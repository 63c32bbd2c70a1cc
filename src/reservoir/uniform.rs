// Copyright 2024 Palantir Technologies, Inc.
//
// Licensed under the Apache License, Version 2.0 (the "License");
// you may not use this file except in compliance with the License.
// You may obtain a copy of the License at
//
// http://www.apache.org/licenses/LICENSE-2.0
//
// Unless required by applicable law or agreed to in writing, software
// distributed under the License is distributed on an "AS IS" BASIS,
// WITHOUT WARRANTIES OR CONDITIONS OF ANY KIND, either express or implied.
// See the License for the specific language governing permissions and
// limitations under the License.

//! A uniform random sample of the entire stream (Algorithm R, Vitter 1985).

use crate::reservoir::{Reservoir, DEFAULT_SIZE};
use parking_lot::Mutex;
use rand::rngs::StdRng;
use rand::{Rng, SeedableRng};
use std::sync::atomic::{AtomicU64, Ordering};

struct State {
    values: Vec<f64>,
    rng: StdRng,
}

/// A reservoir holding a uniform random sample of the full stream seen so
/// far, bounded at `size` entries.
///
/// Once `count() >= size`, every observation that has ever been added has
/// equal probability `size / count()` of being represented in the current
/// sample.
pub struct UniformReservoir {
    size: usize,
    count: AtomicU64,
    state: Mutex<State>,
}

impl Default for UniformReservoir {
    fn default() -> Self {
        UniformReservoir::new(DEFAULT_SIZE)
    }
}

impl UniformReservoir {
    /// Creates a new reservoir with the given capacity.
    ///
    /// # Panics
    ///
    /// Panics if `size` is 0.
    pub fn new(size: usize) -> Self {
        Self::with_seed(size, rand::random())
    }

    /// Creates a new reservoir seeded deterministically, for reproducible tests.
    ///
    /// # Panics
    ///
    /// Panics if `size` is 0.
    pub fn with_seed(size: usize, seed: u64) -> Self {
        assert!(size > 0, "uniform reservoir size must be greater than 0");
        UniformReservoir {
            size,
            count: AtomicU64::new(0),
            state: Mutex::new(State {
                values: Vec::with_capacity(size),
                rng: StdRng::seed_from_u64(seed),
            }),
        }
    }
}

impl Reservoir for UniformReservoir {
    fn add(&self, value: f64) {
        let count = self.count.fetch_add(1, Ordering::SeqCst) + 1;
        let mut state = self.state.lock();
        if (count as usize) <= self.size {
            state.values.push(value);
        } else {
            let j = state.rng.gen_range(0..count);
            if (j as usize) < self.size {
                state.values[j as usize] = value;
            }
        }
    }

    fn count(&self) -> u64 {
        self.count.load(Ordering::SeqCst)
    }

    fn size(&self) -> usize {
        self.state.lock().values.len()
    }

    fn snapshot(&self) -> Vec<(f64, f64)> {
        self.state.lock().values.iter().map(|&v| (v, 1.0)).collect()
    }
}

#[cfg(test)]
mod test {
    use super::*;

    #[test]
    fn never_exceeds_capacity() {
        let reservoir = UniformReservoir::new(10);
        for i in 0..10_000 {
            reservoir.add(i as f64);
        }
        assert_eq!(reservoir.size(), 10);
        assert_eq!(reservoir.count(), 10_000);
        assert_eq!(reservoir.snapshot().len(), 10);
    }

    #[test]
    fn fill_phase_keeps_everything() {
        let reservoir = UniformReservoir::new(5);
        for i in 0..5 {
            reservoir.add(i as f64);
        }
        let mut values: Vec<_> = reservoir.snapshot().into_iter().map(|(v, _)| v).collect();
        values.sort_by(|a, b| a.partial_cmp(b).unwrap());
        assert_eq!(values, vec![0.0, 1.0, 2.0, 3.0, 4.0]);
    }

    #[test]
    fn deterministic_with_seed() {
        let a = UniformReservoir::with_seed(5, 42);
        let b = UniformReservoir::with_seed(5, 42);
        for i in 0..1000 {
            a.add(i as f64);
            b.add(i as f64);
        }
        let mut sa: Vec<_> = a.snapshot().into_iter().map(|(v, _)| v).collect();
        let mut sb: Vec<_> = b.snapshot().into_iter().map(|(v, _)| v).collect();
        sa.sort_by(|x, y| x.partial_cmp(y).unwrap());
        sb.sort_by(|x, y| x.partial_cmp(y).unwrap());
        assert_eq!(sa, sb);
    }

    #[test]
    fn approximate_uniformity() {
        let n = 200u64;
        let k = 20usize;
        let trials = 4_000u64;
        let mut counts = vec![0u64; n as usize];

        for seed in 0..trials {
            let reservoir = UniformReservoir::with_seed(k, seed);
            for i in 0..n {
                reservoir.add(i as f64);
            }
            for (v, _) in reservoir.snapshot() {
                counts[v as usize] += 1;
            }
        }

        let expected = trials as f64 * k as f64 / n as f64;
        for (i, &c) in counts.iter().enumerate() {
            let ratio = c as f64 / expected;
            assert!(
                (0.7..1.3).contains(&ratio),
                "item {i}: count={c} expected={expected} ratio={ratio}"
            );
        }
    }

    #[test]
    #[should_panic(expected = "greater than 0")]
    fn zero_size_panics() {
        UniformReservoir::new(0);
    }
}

* [Instructions for the task]
Go through the data and copy every line that includes "random".

* [Task response]
//! A uniform random sample of the entire stream (Algorithm R, Vitter 1985).
/// A reservoir holding a uniform random sample of the full stream seen so
        Self::with_seed(size, rand::random())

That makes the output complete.